The learning rate is the single most important hyperparameter. Too large and the model overshoots the optimum, bouncing around chaotically. Too small and training takes forever and may get stuck. A common strategy is to start with a moderate learning rate (0.001 for Adam) and use a learning rate scheduler that reduces it as training progresses.

import torch
import torch.nn as nn
from torch.utils.data import DataLoader, TensorDataset
import numpy as np
from sklearn.preprocessing import StandardScaler
from sklearn.datasets import fetch_california_housing
from sklearn.model_selection import train_test_split

# Load and prepare data
housing = fetch_california_housing()
X_train, X_test, y_train, y_test = train_test_split(
    housing.data, housing.target, test_size=0.2, random_state=42
)

# CRITICAL: Scale features for neural networks
scaler = StandardScaler()
X_train_scaled = scaler.fit_transform(X_train)
X_test_scaled  = scaler.transform(X_test)  # Use train statistics!

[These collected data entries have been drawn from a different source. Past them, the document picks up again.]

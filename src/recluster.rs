//! Adaptive cluster size control.
//!
//! After a clustering pass the controller inspects every size-controlled
//! cluster of a [`ClusterMap`]:
//!
//! - clusters smaller than `0.5 * items_per_cluster` are dissolved back to
//!   unlabeled, except on the final batch where nothing better will come;
//! - clusters larger than `sqrt(max_top_parents)` lose their assignments and
//!   the reclaimed members are handed back to the clusterer, one cluster at
//!   a time or pooled up to `kmeans_batch_size`.
//!
//! Splitting repeats until no cluster exceeds the ceiling. If a snapshot is
//! still oversized after `max_rounds`, the excess members of each offending
//! cluster are returned to the unlabeled state so the ceiling always holds.

use crate::config::{OntologyConfig, ReclusterStrategy};
use crate::error::Result;
use crate::label::ClusterMap;
use tracing::{debug, warn};

/// Default number of split rounds before trimming.
pub const DEFAULT_MAX_ROUNDS: usize = 8;

/// What one controller run did.
#[derive(Debug, Clone, Copy, Default, PartialEq, Eq)]
pub struct ReclusterReport {
    /// Clusters dissolved for being too small.
    pub dissolved: usize,
    /// Clusters split for being too large.
    pub split: usize,
    /// Split rounds executed.
    pub rounds: usize,
    /// Members unlabeled by the final trim.
    pub trimmed: usize,
}

/// Dissolves undersized clusters and splits oversized ones.
#[derive(Debug, Clone)]
pub struct ReclusterController {
    min_viable: f64,
    ceiling: usize,
    strategy: ReclusterStrategy,
    pool_cap: usize,
    max_rounds: usize,
}

impl ReclusterController {
    /// Controller for clusters targeting `per_cluster` members.
    pub fn from_config(config: &OntologyConfig, per_cluster: usize) -> Self {
        Self {
            min_viable: config.min_viable_size(per_cluster),
            ceiling: config.max_cluster_size(),
            strategy: config.recluster_strategy,
            pool_cap: config.kmeans_batch_size,
            max_rounds: DEFAULT_MAX_ROUNDS,
        }
    }

    /// Set the split round limit.
    pub fn with_max_rounds(mut self, rounds: usize) -> Self {
        self.max_rounds = rounds;
        self
    }

    /// Largest tolerated cluster.
    pub fn ceiling(&self) -> usize {
        self.ceiling
    }

    /// Smallest k that can bring `n` members under the ceiling.
    pub fn split_k(&self, n: usize, per_cluster: usize) -> usize {
        let by_target = OntologyConfig::target_k(n, per_cluster);
        let by_ceiling = n.div_ceil(self.ceiling.max(1));
        by_target.max(by_ceiling)
    }

    /// Run to fixpoint.
    ///
    /// `recluster` receives the map and a set of members whose labels were
    /// just cleared; it is expected to cluster and relabel them.
    pub fn run<M, F>(&self, map: &mut M, is_final: bool, mut recluster: F) -> Result<ReclusterReport>
    where
        M: ClusterMap,
        F: FnMut(&mut M, Vec<M::Key>) -> Result<()>,
    {
        let mut report = ReclusterReport::default();

        if !is_final {
            report.dissolved += self.dissolve_small(map);
        }

        while report.rounds < self.max_rounds {
            let oversized: Vec<Vec<M::Key>> = map
                .clusters()
                .into_values()
                .filter(|members| members.len() > self.ceiling)
                .collect();
            if oversized.is_empty() {
                break;
            }
            report.rounds += 1;
            report.split += oversized.len();
            debug!(
                round = report.rounds,
                clusters = oversized.len(),
                ceiling = self.ceiling,
                "splitting oversized clusters"
            );

            let mut pool: Vec<M::Key> = Vec::new();
            for members in oversized {
                for m in &members {
                    map.clear_label(m);
                }
                match self.strategy {
                    ReclusterStrategy::Individual => recluster(map, members)?,
                    ReclusterStrategy::Batched => {
                        pool.extend(members);
                        if pool.len() > self.pool_cap {
                            recluster(map, std::mem::take(&mut pool))?;
                        }
                    }
                }
            }
            if !pool.is_empty() {
                recluster(map, pool)?;
            }

            if !is_final {
                report.dissolved += self.dissolve_small(map);
            }
        }

        report.trimmed = self.trim_oversized(map);
        if report.trimmed > 0 {
            warn!(
                trimmed = report.trimmed,
                rounds = report.rounds,
                "split did not converge; returned excess members to unlabeled"
            );
        }
        Ok(report)
    }

    fn dissolve_small<M: ClusterMap>(&self, map: &mut M) -> usize {
        let small: Vec<Vec<M::Key>> = map
            .clusters()
            .into_values()
            .filter(|members| (members.len() as f64) < self.min_viable)
            .collect();
        for members in &small {
            for m in members {
                map.clear_label(m);
            }
        }
        if !small.is_empty() {
            debug!(clusters = small.len(), "dissolved undersized clusters");
        }
        small.len()
    }

    fn trim_oversized<M: ClusterMap>(&self, map: &mut M) -> usize {
        let mut trimmed = 0;
        for members in map.clusters().into_values() {
            for m in members.iter().skip(self.ceiling) {
                if map.clear_label(m).is_some() {
                    trimmed += 1;
                }
            }
        }
        trimmed
    }
}

#[cfg(test)]
mod tests {
    use super::*;
    use crate::label::{Label, SynonymMap};

    fn one_cluster(n: usize) -> SynonymMap {
        let root = Label::new("t0", 1);
        (0..n)
            .map(|i| (Label::leaf(format!("t{i}")), root.clone()))
            .collect()
    }

    fn config() -> OntologyConfig {
        OntologyConfig::new()
            .with_items_per_cluster(4)
            .with_max_top_parents(16)
    }

    /// Chunk reclaimed members into groups of `size`, labeled after the first.
    fn chunker(size: usize) -> impl FnMut(&mut SynonymMap, Vec<Label>) -> Result<()> {
        move |map, mut members| {
            members.sort();
            for chunk in members.chunks(size) {
                let label = chunk[0].parent();
                for m in chunk {
                    map.assign(m.clone(), label.clone());
                }
            }
            Ok(())
        }
    }

    #[test]
    fn oversized_cluster_is_split_under_ceiling() {
        let mut map = one_cluster(40);
        let controller = ReclusterController::from_config(&config(), 4);
        let report = controller.run(&mut map, true, chunker(3)).unwrap();
        assert_eq!(report.split, 1);
        assert_eq!(report.trimmed, 0);
        assert!(map.view().max_cluster_size() <= 4);
        assert_eq!(map.len(), 40);
    }

    #[test]
    fn undersized_clusters_dissolve_unless_final() {
        let mut map: SynonymMap = [
            (Label::leaf("a"), Label::new("a", 1)),
            (Label::leaf("b"), Label::new("b", 1)),
            (Label::leaf("c"), Label::new("b", 1)),
        ]
        .into_iter()
        .collect();
        let controller = ReclusterController::from_config(&config(), 4);

        let mut final_map = map.clone();
        let report = controller.run(&mut final_map, true, chunker(2)).unwrap();
        assert_eq!(report.dissolved, 0);
        assert_eq!(final_map.len(), 3);

        let report = controller.run(&mut map, false, chunker(2)).unwrap();
        assert_eq!(report.dissolved, 1);
        assert!(!map.contains(&Label::leaf("a")));
        assert!(map.contains(&Label::leaf("b")));
    }

    #[test]
    fn non_converging_split_is_trimmed() {
        let mut map = one_cluster(20);
        let controller = ReclusterController::from_config(&config(), 4).with_max_rounds(2);
        // Puts everything straight back into one cluster.
        let report = controller.run(&mut map, true, chunker(usize::MAX)).unwrap();
        assert_eq!(report.rounds, 2);
        assert_eq!(report.trimmed, 16);
        assert!(map.view().max_cluster_size() <= controller.ceiling());
    }

    #[test]
    fn batched_and_individual_reach_same_invariant() {
        for strategy in [ReclusterStrategy::Individual, ReclusterStrategy::Batched] {
            let mut map = one_cluster(30);
            for i in 0..30 {
                map.assign(Label::leaf(format!("u{i}")), Label::new("u0", 1));
            }
            let cfg = config().with_recluster_strategy(strategy).with_kmeans_batch_size(10);
            let controller = ReclusterController::from_config(&cfg, 4);
            controller.run(&mut map, true, chunker(4)).unwrap();
            assert!(map.view().max_cluster_size() <= 4, "{strategy:?}");
        }
    }

    #[test]
    fn split_k_reaches_ceiling() {
        let controller = ReclusterController::from_config(&config(), 10);
        assert_eq!(controller.split_k(100, 10), 25);
        assert_eq!(controller.split_k(3, 10), 2);
    }
}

# Convert to PyTorch tensors
X_tr = torch.FloatTensor(X_train_scaled)
y_tr = torch.FloatTensor(y_train).unsqueeze(1)
X_te = torch.FloatTensor(X_test_scaled)
y_te = torch.FloatTensor(y_test).unsqueeze(1)

# Create DataLoader for mini-batch training
train_ds = TensorDataset(X_tr, y_tr)
train_loader = DataLoader(train_ds, batch_size=64, shuffle=True)

# Define model
model = nn.Sequential(
    nn.Linear(8, 128), nn.ReLU(),
    nn.Linear(128, 64), nn.ReLU(),
    nn.Linear(64, 32),  nn.ReLU(),
    nn.Linear(32, 1)
)

# Loss function and optimizer
criterion = nn.MSELoss()
optimizer = torch.optim.Adam(model.parameters(), lr=0.001)

# Training loop
n_epochs = 100
for epoch in range(n_epochs):
    model.train()  # Set model to training mode
    epoch_loss = 0.0

    for X_batch, y_batch in train_loader:
        # Forward pass: compute predictions
        predictions = model(X_batch)
        loss = criterion(predictions, y_batch)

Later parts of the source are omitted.